**BRIEF**
Which lines of the records below contain the word "FormatError"? Copy each of them out.

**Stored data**
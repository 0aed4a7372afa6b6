//! Error types
//!
//! Extraction itself never fails: lines that are not enumerator declarations are skipped.
//! The errors here cover the boundary around it (reading input, loading configuration,
//! picking and running an output format) plus [`CommandError`], the generic failure a
//! command mode can raise.

use std::io;
use std::path::PathBuf;

/// Generic failure raised by a command mode
///
/// Carries a human-readable message that the command surface reports verbatim.
#[derive(Debug, Clone, PartialEq, Eq, thiserror::Error)]
#[error("{message}")]
pub struct CommandError {
    pub message: String,
}

impl CommandError {
    pub fn new(message: impl Into<String>) -> Self {
        Self {
            message: message.into(),
        }
    }
}

/// Errors raised while selecting or running an output format
#[derive(Debug, Clone, PartialEq, Eq, thiserror::Error)]
pub enum FormatError {
    #[error("Format '{0}' not found")]
    FormatNotFound(String),

    #[error("Serialization failed: {0}")]
    Serialization(String),
}

impl From<serde_json::Error> for FormatError {
    fn from(err: serde_json::Error) -> Self {
        FormatError::Serialization(err.to_string())
    }
}

impl From<serde_yaml::Error> for FormatError {
    fn from(err: serde_yaml::Error) -> Self {
        FormatError::Serialization(err.to_string())
    }
}

/// Top-level error for the library
#[derive(Debug, thiserror::Error)]
pub enum SymbolsError {
    #[error("can't open '{}': {source}", path.display())]
    Io {
        path: PathBuf,
        #[source]
        source: io::Error,
    },

    #[error("Read error: {0}")]
    Read(#[from] io::Error),

    #[error("Configuration error: {0}")]
    Config(#[from] config::ConfigError),

    #[error(transparent)]
    Format(#[from] FormatError),

    #[error(transparent)]
    Command(#[from] CommandError),
}

#[cfg(test)]
mod tests {
    use super::*;

    #[test]
    fn command_error_displays_its_message() {
        let err = CommandError::new("no symbols to extract");
        assert_eq!(err.to_string(), "no symbols to extract");
        assert_eq!(err.message, "no symbols to extract");
    }

    #[test]
    fn io_error_names_the_path() {
        let err = SymbolsError::Io {
            path: PathBuf::from("missing/c4d_symbols.h"),
            source: io::Error::new(io::ErrorKind::NotFound, "No such file or directory"),
        };
        assert_eq!(
            err.to_string(),
            "can't open 'missing/c4d_symbols.h': No such file or directory"
        );
    }

    #[test]
    fn command_error_is_transparent_in_symbols_error() {
        let err: SymbolsError = CommandError::new("unsupported header").into();
        assert_eq!(err.to_string(), "unsupported header");
    }
}
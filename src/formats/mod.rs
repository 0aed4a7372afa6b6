//! Format implementations

pub mod json;
pub mod python;
pub mod yaml;

pub use json::JsonFormat;
pub use python::PythonFormat;
pub use yaml::YamlFormat;
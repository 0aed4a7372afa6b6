//! Enumerator extraction
//!
//! Reads a C enumeration body line by line and resolves the id of every enumerator it
//! declares. A line is an enumerator declaration only if the whole line has the shape
//!
//! ```text
//!     NAME,
//!     NAME = 10000,
//! ```
//!
//! with optional surrounding whitespace. Anything else (braces, comments, blank lines,
//! trailing comments, expressions, negative literals) is skipped without complaint.
//!
//! Id resolution follows the enum counter rule with one quirk that existing consumers rely
//! on: the counter starts at 0 and is incremented *before* an implicit id is assigned, so
//! a leading enumerator without a literal resolves to 1, not 0.
//!
//! ```text
//!     FOO,          -> 1
//!     BAR = 10,     -> 10
//!     BAZ,          -> 11
//! ```

use crate::error::SymbolsError;
use crate::table::SymbolTable;
use once_cell::sync::Lazy;
use regex::Regex;
use std::fs::File;
use std::io::{BufRead, BufReader};
use std::path::Path;
use tracing::{debug, trace, warn};

/// Whole-line enumerator pattern: identifier, optional `= digits`, trailing comma.
///
/// ASCII only: `\s` is `[ \t\n\x0B\x0C\r]`, so a non-breaking space does not count as
/// whitespace. No whitespace is allowed between the literal and the comma.
static ENUMERATOR_REGEX: Lazy<Regex> = Lazy::new(|| {
    Regex::new(r"(?-u)^\s*([A-Za-z_][A-Za-z0-9_]*)\s*(=\s*([0-9]*))?,\s*$").unwrap()
});

/// One enumerator declaration as written on its line
#[derive(Debug, Clone, Copy, PartialEq, Eq)]
pub struct Enumerator<'a> {
    pub name: &'a str,
    /// The explicit literal, if one was given. `NAME = ,` counts as no literal.
    pub value: Option<i64>,
}

/// Classify a single line
///
/// Returns `None` for anything that is not an enumerator declaration, including literals
/// too large for an `i64`.
pub fn parse_line(line: &str) -> Option<Enumerator<'_>> {
    let captures = ENUMERATOR_REGEX.captures(line)?;
    let name = captures.get(1)?.as_str();

    let value = match captures.get(3).map(|m| m.as_str()) {
        Some(digits) if !digits.is_empty() => match digits.parse::<i64>() {
            Ok(value) => Some(value),
            Err(_) => {
                warn!(name, literal = digits, "enumerator literal out of range, skipping");
                return None;
            }
        },
        _ => None,
    };

    Some(Enumerator { name, value })
}

/// Running state of a single extraction
///
/// Owned by one call; nothing is shared between extractions.
#[derive(Debug, Default)]
struct Resolver {
    table: SymbolTable,
    last_id: i64,
}

impl Resolver {
    fn feed(&mut self, line_number: usize, line: &str) {
        let Some(enumerator) = parse_line(line) else {
            trace!(line_number, "skipping line");
            return;
        };

        let id = match enumerator.value {
            Some(id) => id,
            None => match self.last_id.checked_add(1) {
                Some(id) => id,
                None => {
                    warn!(
                        line_number,
                        name = enumerator.name,
                        "implicit id overflows, skipping"
                    );
                    return;
                }
            },
        };

        self.last_id = id;
        debug!(line_number, name = enumerator.name, id, "resolved symbol");
        self.table.insert(enumerator.name, id);
    }

    fn finish(self) -> SymbolTable {
        debug!(symbols = self.table.len(), "extraction finished");
        self.table
    }
}

/// Resolve every enumerator in `lines`, in order
pub fn extract<I, S>(lines: I) -> SymbolTable
where
    I: IntoIterator<Item = S>,
    S: AsRef<str>,
{
    let mut resolver = Resolver::default();
    for (index, line) in lines.into_iter().enumerate() {
        resolver.feed(index + 1, line.as_ref());
    }
    resolver.finish()
}

/// Resolve every enumerator in a block of source text
pub fn extract_str(source: &str) -> SymbolTable {
    extract(source.lines())
}

/// Resolve every enumerator read from `reader`
///
/// Bytes that are not valid UTF-8 are replaced rather than rejected; only a failing read is
/// an error.
pub fn extract_reader<R: BufRead>(reader: R) -> Result<SymbolTable, SymbolsError> {
    let mut resolver = Resolver::default();
    for (index, line) in reader.split(b'\n').enumerate() {
        let line = line?;
        resolver.feed(index + 1, &String::from_utf8_lossy(&line));
    }
    Ok(resolver.finish())
}

/// Open `path` and resolve every enumerator in it
pub fn extract_path<P: AsRef<Path>>(path: P) -> Result<SymbolTable, SymbolsError> {
    let path = path.as_ref();
    let file = File::open(path).map_err(|source| SymbolsError::Io {
        path: path.to_path_buf(),
        source,
    })?;
    debug!(path = %path.display(), "extracting symbols");
    extract_reader(BufReader::new(file))
}

#[cfg(test)]
mod tests {
    use super::*;
    use rstest::rstest;
    use std::io::Cursor;

    fn expected(entries: &[(&str, i64)]) -> SymbolTable {
        entries.iter().copied().collect()
    }

    #[rstest]
    #[case("FOO,", "FOO", None)]
    #[case("  FOO,", "FOO", None)]
    #[case("\tFOO ,  ", "FOO", None)]
    #[case("FOO = 10,", "FOO", Some(10))]
    #[case("    _FIRST_ELEMENT_      = 10000,", "_FIRST_ELEMENT_", Some(10000))]
    #[case("FOO=7,", "FOO", Some(7))]
    #[case("FOO = 0,", "FOO", Some(0))]
    #[case("FOO = ,", "FOO", None)]
    #[case("STR_2ND_ITEM,\r", "STR_2ND_ITEM", None)]
    #[case("\x0bFOO\x0c,\t", "FOO", None)]
    fn matches_enumerator_lines(
        #[case] line: &str,
        #[case] name: &str,
        #[case] value: Option<i64>,
    ) {
        assert_eq!(parse_line(line), Some(Enumerator { name, value }));
    }

    #[rstest]
    #[case("")]
    #[case("   ")]
    #[case("enum")]
    #[case("{")]
    #[case("};")]
    #[case("// Dialog definitions of DLG_ABOUT start here")]
    #[case("//GRP_ALL,")]
    #[case("FOO, // comment")]
    #[case("FOO")]
    #[case("_DUMMY_ELEMENT_")]
    #[case("FOO = -1,")]
    #[case("FOO = 1 ,")]
    #[case("FOO = BAR,")]
    #[case("FOO = 1 + 2,")]
    #[case("FOO BAR,")]
    #[case("1FOO,")]
    #[case("FOO = 99999999999999999999,")]
    #[case("\u{a0}FOO,")]
    #[case("FOO\u{2003},")]
    #[case("FOO,\u{3000}")]
    #[case("FOO =\u{a0}4,")]
    fn skips_other_lines(#[case] line: &str) {
        assert_eq!(parse_line(line), None);
    }

    #[test]
    fn no_matching_lines_is_empty() {
        let table = extract_str("enum\n{\n// nothing here\n};\n");
        assert!(table.is_empty());
    }

    #[test]
    fn first_implicit_symbol_is_one() {
        // The counter increments before assigning, so this is 1 and not the C value 0.
        let table = extract_str("FOO,");
        assert_eq!(table.get("FOO"), Some(1));
    }

    #[test]
    fn implicit_symbols_count_up() {
        let table = extract_str("FOO,\nBAR,");
        assert_eq!(table, expected(&[("FOO", 1), ("BAR", 2)]));
    }

    #[test]
    fn explicit_literal_resets_counter() {
        let table = extract_str("FOO = 10,\nBAR,");
        assert_eq!(table, expected(&[("FOO", 10), ("BAR", 11)]));

        let table = extract_str("FOO = 5,\nBAR = 20,\nBAZ,");
        assert_eq!(table, expected(&[("FOO", 5), ("BAR", 20), ("BAZ", 21)]));
    }

    #[test]
    fn explicit_literal_may_go_backwards() {
        let table = extract_str("FOO = 10,\nBAR = 3,\nBAZ,");
        assert_eq!(table.get("BAZ"), Some(4));
    }

    #[test]
    fn duplicates_overwrite_and_counter_continues() {
        let table = extract_str("FOO,\nFOO = 99,");
        assert_eq!(table, expected(&[("FOO", 99)]));

        let table = extract_str("FOO,\nFOO = 99,\nBAR,");
        assert_eq!(table.get("FOO"), Some(99));
        assert_eq!(table.get("BAR"), Some(100));
    }

    #[test]
    fn empty_assignment_is_implicit() {
        let table = extract_str("FOO = 4,\nBAR = ,");
        assert_eq!(table.get("BAR"), Some(5));
    }

    #[test]
    fn trailing_content_contributes_nothing() {
        let table = extract_str("FOO = 3,\nBAR, // comment\nBAZ,");
        assert_eq!(table.get("BAR"), None);
        assert_eq!(table.get("BAZ"), Some(4));
    }

    #[test]
    fn out_of_range_literal_leaves_counter_alone() {
        let table = extract_str("FOO = 7,\nHUGE = 99999999999999999999,\nBAR,");
        assert!(!table.contains("HUGE"));
        assert_eq!(table.get("BAR"), Some(8));
    }

    #[test]
    fn implicit_overflow_is_skipped() {
        let source = format!("MAX = {},\nNEXT,", i64::MAX);
        let table = extract_str(&source);
        assert_eq!(table.get("MAX"), Some(i64::MAX));
        assert!(!table.contains("NEXT"));
    }

    #[test]
    fn extract_accepts_owned_lines() {
        let lines = vec![String::from("A = 2,"), String::from("B,")];
        let table = extract(lines);
        assert_eq!(table.get("B"), Some(3));
    }

    #[test]
    fn reader_handles_crlf_and_invalid_utf8() {
        let mut bytes = b"enum\r\n{\r\n  FOO = 10,\r\n  // caf".to_vec();
        bytes.extend_from_slice(&[0xe9, b'\r', b'\n']);
        bytes.extend_from_slice(b"  BAR,\r\n};\r\n");

        let table = extract_reader(Cursor::new(bytes)).unwrap();
        assert_eq!(table, expected(&[("FOO", 10), ("BAR", 11)]));
    }

    #[test]
    fn missing_path_is_io_error() {
        let err = extract_path("does/not/exist/c4d_symbols.h").unwrap_err();
        match err {
            SymbolsError::Io { path, .. } => {
                assert_eq!(path, Path::new("does/not/exist/c4d_symbols.h"))
            }
            other => panic!("expected Io error, got {other:?}"),
        }
    }
}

**ANSWER FOR THIS EXERCISE**
pub enum FormatError {
impl From<serde_json::Error> for FormatError {
        FormatError::Serialization(err.to_string())
impl From<serde_yaml::Error> for FormatError {
        FormatError::Serialization(err.to_string())
    Format(#[from] FormatError),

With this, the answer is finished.